**REQUIREMENT**
Every single entry below should be reproduced verbatim.

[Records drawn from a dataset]

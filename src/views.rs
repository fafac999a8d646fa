//! Client-facing projections of a game.
//!
//! Field names follow the public JSON API (camelCase). The secret word only
//! ever appears in a projection of a terminal game.

use chrono::{DateTime, Utc};
use serde::{Deserialize, Serialize};

use crate::game::{GameId, GameSession, GameStatus, GuessEntry, GuessVerdict, Rendering};

/// Returned by game creation.
#[derive(Debug, Clone, PartialEq, Serialize, Deserialize)]
#[serde(rename_all = "camelCase")]
pub struct NewGameView {
    /// Identifier for later calls.
    pub game_id: GameId,
    /// Illustration of the word.
    pub drawing: Rendering,
    /// Always active.
    pub status: GameStatus,
    /// Always 0.
    pub score: u32,
    /// Always 0.
    pub attempts: u32,
    /// Attempt limit.
    pub max_attempts: u32,
    /// When the clock started.
    pub start_time: DateTime<Utc>,
    /// Seconds allowed.
    pub time_limit: u32,
    /// Always empty.
    pub guesses: Vec<GuessEntry>,
    /// Equal to the time limit.
    pub time_left: u32,
}

impl NewGameView {
    /// Projects a freshly created session.
    pub fn from_session(session: &GameSession) -> Self {
        Self {
            game_id: session.id().clone(),
            drawing: session.rendering().clone(),
            status: *session.status(),
            score: *session.score(),
            attempts: *session.attempts(),
            max_attempts: *session.max_attempts(),
            start_time: *session.start_time(),
            time_limit: *session.time_limit_secs(),
            guesses: session.guesses().clone(),
            time_left: *session.time_limit_secs(),
        }
    }
}

/// Current state of a game.
#[derive(Debug, Clone, PartialEq, Eq, Serialize, Deserialize)]
#[serde(rename_all = "camelCase")]
pub struct GameStateView {
    /// Game identifier.
    pub game_id: GameId,
    /// Illustration of the word.
    pub drawing: Rendering,
    /// Lifecycle state.
    pub status: GameStatus,
    /// Score, non-zero only once won.
    pub score: u32,
    /// Guesses so far.
    pub attempts: u32,
    /// Attempt limit.
    pub max_attempts: u32,
    /// Whole seconds remaining.
    pub time_left: u32,
    /// Hint for the current attempt count; active games only.
    pub hint: Option<String>,
    /// Secret word; terminal games only.
    #[serde(default, skip_serializing_if = "Option::is_none")]
    pub word: Option<String>,
}

impl GameStateView {
    /// Projects `session` as seen at `now`.
    pub fn from_session(session: &GameSession, now: DateTime<Utc>) -> Self {
        Self {
            game_id: session.id().clone(),
            drawing: session.rendering().clone(),
            status: *session.status(),
            score: *session.score(),
            attempts: *session.attempts(),
            max_attempts: *session.max_attempts(),
            time_left: session.time_left(now),
            hint: session.current_hint(),
            word: session.revealed_word().map(str::to_string),
        }
    }
}

/// Outcome of one processed guess.
#[derive(Debug, Clone, PartialEq, Eq, Serialize, Deserialize)]
#[serde(rename_all = "camelCase")]
pub struct GuessResponse {
    /// Whether the guess matched.
    pub correct: bool,
    /// Status after the guess.
    pub status: GameStatus,
    /// Points awarded; won games only.
    #[serde(default, skip_serializing_if = "Option::is_none")]
    pub score: Option<u32>,
    /// Attempts used.
    pub attempts: u32,
    /// Attempt limit; active games only.
    #[serde(default, skip_serializing_if = "Option::is_none")]
    pub max_attempts: Option<u32>,
    /// Secret word; terminal games only.
    #[serde(default, skip_serializing_if = "Option::is_none")]
    pub word: Option<String>,
    /// Hint for the next guess; active games only.
    #[serde(default, skip_serializing_if = "Option::is_none")]
    pub hint: Option<String>,
    /// Human-readable summary.
    pub message: String,
}

impl From<GuessVerdict> for GuessResponse {
    fn from(verdict: GuessVerdict) -> Self {
        match verdict {
            GuessVerdict::Won {
                score,
                attempts,
                word,
            } => Self {
                correct: true,
                status: GameStatus::Won,
                score: Some(score),
                attempts,
                max_attempts: None,
                word: Some(word),
                hint: None,
                message: "Congratulations! You guessed it!".to_string(),
            },
            GuessVerdict::Lost { attempts, word } => Self {
                correct: false,
                status: GameStatus::Lost,
                score: None,
                attempts,
                max_attempts: None,
                message: format!("Game over! The word was '{}'", word),
                word: Some(word),
                hint: None,
            },
            GuessVerdict::Continue {
                attempts,
                max_attempts,
                hint,
            } => Self {
                correct: false,
                status: GameStatus::Active,
                score: None,
                attempts,
                max_attempts: Some(max_attempts),
                word: None,
                hint,
                message: format!(
                    "Try again! {} attempts left.",
                    max_attempts.saturating_sub(attempts)
                ),
            },
        }
    }
}

/// Ordered guess history of a game.
#[derive(Debug, Clone, PartialEq, Eq, Serialize, Deserialize)]
#[serde(rename_all = "camelCase")]
pub struct HistoryView {
    /// Game identifier.
    pub game_id: GameId,
    /// Guesses in submission order.
    pub guesses: Vec<GuessEntry>,
    /// Secret word once the game has ended, otherwise null.
    pub word: Option<String>,
}

impl HistoryView {
    /// Projects the history of `session`.
    pub fn from_session(session: &GameSession) -> Self {
        Self {
            game_id: session.id().clone(),
            guesses: session.guesses().clone(),
            word: session.revealed_word().map(str::to_string),
        }
    }
}

#[cfg(test)]
mod tests {
    use super::*;
    use crate::game::GameSettings;
    use chrono::Duration;

    fn session() -> GameSession {
        GameSession::start(
            GameId::from("g-1"),
            "cat".to_string(),
            Rendering::from("<svg/>".to_string()),
            GameSettings::default(),
            Utc::now(),
        )
    }

    #[test]
    fn state_view_hides_word_while_active() {
        let game = session();
        let view = GameStateView::from_session(&game, *game.start_time());
        let json = serde_json::to_value(&view).expect("serialize");
        assert!(json.get("word").is_none());
        assert_eq!(json["timeLeft"], 120);
        assert_eq!(json["maxAttempts"], 5);
        assert_eq!(json["status"], "active");
        assert!(json["hint"].is_null());
    }

    #[test]
    fn state_view_reveals_word_when_terminal() {
        let mut game = session();
        game.apply_timeout();
        let view = GameStateView::from_session(&game, *game.start_time() + Duration::seconds(200));
        assert_eq!(view.word.as_deref(), Some("cat"));
        assert_eq!(view.hint, None);
        assert_eq!(view.time_left, 0);
    }

    #[test]
    fn new_game_view_has_full_clock_and_no_word() {
        let game = session();
        let json = serde_json::to_value(NewGameView::from_session(&game)).expect("serialize");
        assert_eq!(json["gameId"], "g-1");
        assert_eq!(json["timeLeft"], 120);
        assert_eq!(json["timeLimit"], 120);
        assert!(json.get("word").is_none());
        assert!(json.get("secretWord").is_none());
    }

    #[test]
    fn continue_message_counts_remaining() {
        let response = GuessResponse::from(GuessVerdict::Continue {
            attempts: 2,
            max_attempts: 5,
            hint: Some("This word has 3 letters".to_string()),
        });
        assert_eq!(response.message, "Try again! 3 attempts left.");
        assert_eq!(response.status, GameStatus::Active);
        assert!(!response.correct);
    }

    #[test]
    fn history_entries_use_wire_names() {
        let mut game = session();
        game.guess("Dog", *game.start_time()).expect("accepted");
        let json = serde_json::to_value(HistoryView::from_session(&game)).expect("serialize");
        assert_eq!(json["guesses"][0]["guess"], "Dog");
        assert_eq!(json["guesses"][0]["correct"], false);
        assert!(json["word"].is_null());
    }
}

**SOLUTION FOR THIS EXERCISE**
filename src/views.rs
repository fafac999a8d646fa
//! Client-facing projections of a game.
//!
//! Field names follow the public JSON API (camelCase). The secret word only
//! ever appears in a projection of a terminal game.

use chrono::{DateTime, Utc};
use serde::{Deserialize, Serialize};

use crate::game::{GameId, GameSession, GameStatus, GuessEntry, GuessVerdict, Rendering};

/// Returned by game creation.
#[derive(Debug, Clone, PartialEq, Serialize, Deserialize)]
#[serde(rename_all = "camelCase")]
pub struct NewGameView {
    /// Identifier for later calls.
    pub game_id: GameId,
    /// Illustration of the word.
    pub drawing: Rendering,
    /// Always active.
    pub status: GameStatus,
    /// Always 0.
    pub score: u32,
    /// Always 0.
    pub attempts: u32,
    /// Attempt limit.
    pub max_attempts: u32,
    /// When the clock started.
    pub start_time: DateTime<Utc>,
    /// Seconds allowed.
    pub time_limit: u32,
    /// Always empty.
    pub guesses: Vec<GuessEntry>,
    /// Equal to the time limit.
    pub time_left: u32,
}

impl NewGameView {
    /// Projects a freshly created session.
    pub fn from_session(session: &GameSession) -> Self {
        Self {
            game_id: session.id().clone(),
            drawing: session.rendering().clone(),
            status: *session.status(),
            score: *session.score(),
            attempts: *session.attempts(),
            max_attempts: *session.max_attempts(),
            start_time: *session.start_time(),
            time_limit: *session.time_limit_secs(),
            guesses: session.guesses().clone(),
            time_left: *session.time_limit_secs(),
        }
    }
}

/// Current state of a game.
#[derive(Debug, Clone, PartialEq, Eq, Serialize, Deserialize)]
#[serde(rename_all = "camelCase")]
pub struct GameStateView {
    /// Game identifier.
    pub game_id: GameId,
    /// Illustration of the word.
    pub drawing: Rendering,
    /// Lifecycle state.
    pub status: GameStatus,
    /// Score, non-zero only once won.
    pub score: u32,
    /// Guesses so far.
    pub attempts: u32,
    /// Attempt limit.
    pub max_attempts: u32,
    /// Whole seconds remaining.
    pub time_left: u32,
    /// Hint for the current attempt count; active games only.
    pub hint: Option<String>,
    /// Secret word; terminal games only.
    #[serde(default, skip_serializing_if = "Option::is_none")]
    pub word: Option<String>,
}

impl GameStateView {
    /// Projects `session` as seen at `now`.
    pub fn from_session(session: &GameSession, now: DateTime<Utc>) -> Self {
        Self {
            game_id: session.id().clone(),
            drawing: session.rendering().clone(),
            status: *session.status(),
            score: *session.score(),
            attempts: *session.attempts(),
            max_attempts: *session.max_attempts(),
            time_left: session.time_left(now),
            hint: session.current_hint(),
            word: session.revealed_word().map(str::to_string),
        }
    }
}

/// Outcome of one processed guess.
#[derive(Debug, Clone, PartialEq, Eq, Serialize, Deserialize)]
#[serde(rename_all = "camelCase")]
pub struct GuessResponse {
    /// Whether the guess matched.
    pub correct: bool,
    /// Status after the guess.
    pub status: GameStatus,
    /// Points awarded; won games only.
    #[serde(default, skip_serializing_if = "Option::is_none")]
    pub score: Option<u32>,
    /// Attempts used.
    pub attempts: u32,
    /// Attempt limit; active games only.
    #[serde(default, skip_serializing_if = "Option::is_none")]
    pub max_attempts: Option<u32>,
    /// Secret word; terminal games only.
    #[serde(default, skip_serializing_if = "Option::is_none")]
    pub word: Option<String>,
    /// Hint for the next guess; active games only.
    #[serde(default, skip_serializing_if = "Option::is_none")]
    pub hint: Option<String>,
    /// Human-readable summary.
    pub message: String,
}

impl From<GuessVerdict> for GuessResponse {
    fn from(verdict: GuessVerdict) -> Self {
        match verdict {
            GuessVerdict::Won {
                score,
                attempts,
                word,
            } => Self {
                correct: true,
                status: GameStatus::Won,
                score: Some(score),
                attempts,
                max_attempts: None,
                word: Some(word),
                hint: None,
                message: "Congratulations! You guessed it!".to_string(),
            },
            GuessVerdict::Lost { attempts, word } => Self {
                correct: false,
                status: GameStatus::Lost,
                score: None,
                attempts,
                max_attempts: None,
                message: format!("Game over! The word was '{}'", word),
                word: Some(word),
                hint: None,
            },
            GuessVerdict::Continue {
                attempts,
                max_attempts,
                hint,
            } => Self {
                correct: false,
                status: GameStatus::Active,
                score: None,
                attempts,
                max_attempts: Some(max_attempts),
                word: None,
                hint,
                message: format!(
                    "Try again! {} attempts left.",
                    max_attempts.saturating_sub(attempts)
                ),
            },
        }
    }
}

/// Ordered guess history of a game.
#[derive(Debug, Clone, PartialEq, Eq, Serialize, Deserialize)]
#[serde(rename_all = "camelCase")]
pub struct HistoryView {
    /// Game identifier.
    pub game_id: GameId,
    /// Guesses in submission order.
    pub guesses: Vec<GuessEntry>,
    /// Secret word once the game has ended, otherwise null.
    pub word: Option<String>,
}

impl HistoryView {
    /// Projects the history of `session`.
    pub fn from_session(session: &GameSession) -> Self {
        Self {
            game_id: session.id().clone(),
            guesses: session.guesses().clone(),
            word: session.revealed_word().map(str::to_string),
        }
    }
}

#[cfg(test)]
mod tests {
    use super::*;
    use crate::game::GameSettings;
    use chrono::Duration;

    fn session() -> GameSession {
        GameSession::start(
            GameId::from("g-1"),
            "cat".to_string(),
            Rendering::from("<svg/>".to_string()),
            GameSettings::default(),
            Utc::now(),
        )
    }

    #[test]
    fn state_view_hides_word_while_active() {
        let game = session();
        let view = GameStateView::from_session(&game, *game.start_time());
        let json = serde_json::to_value(&view).expect("serialize");
        assert!(json.get("word").is_none());
        assert_eq!(json["timeLeft"], 120);
        assert_eq!(json["maxAttempts"], 5);
        assert_eq!(json["status"], "active");
        assert!(json["hint"].is_null());
    }

    #[test]
    fn state_view_reveals_word_when_terminal() {
        let mut game = session();
        game.apply_timeout();
        let view = GameStateView::from_session(&game, *game.start_time() + Duration::seconds(200));
        assert_eq!(view.word.as_deref(), Some("cat"));
        assert_eq!(view.hint, None);
        assert_eq!(view.time_left, 0);
    }

    #[test]
    fn new_game_view_has_full_clock_and_no_word() {
        let game = session();
        let json = serde_json::to_value(NewGameView::from_session(&game)).expect("serialize");
        assert_eq!(json["gameId"], "g-1");
        assert_eq!(json["timeLeft"], 120);
        assert_eq!(json["timeLimit"], 120);
        assert!(json.get("word").is_none());
        assert!(json.get("secretWord").is_none());
    }

    #[test]
    fn continue_message_counts_remaining() {
        let response = GuessResponse::from(GuessVerdict::Continue {
            attempts: 2,
            max_attempts: 5,
            hint: Some("This word has 3 letters".to_string()),
        });
        assert_eq!(response.message, "Try again! 3 attempts left.");
        assert_eq!(response.status, GameStatus::Active);
        assert!(!response.correct);
    }

    #[test]
    fn history_entries_use_wire_names() {
        let mut game = session();
        game.guess("Dog", *game.start_time()).expect("accepted");
        let json = serde_json::to_value(HistoryView::from_session(&game)).expect("serialize");
        assert_eq!(json["guesses"][0]["guess"], "Dog");
        assert_eq!(json["guesses"][0]["correct"], false);
        assert!(json["word"].is_null());
    }
}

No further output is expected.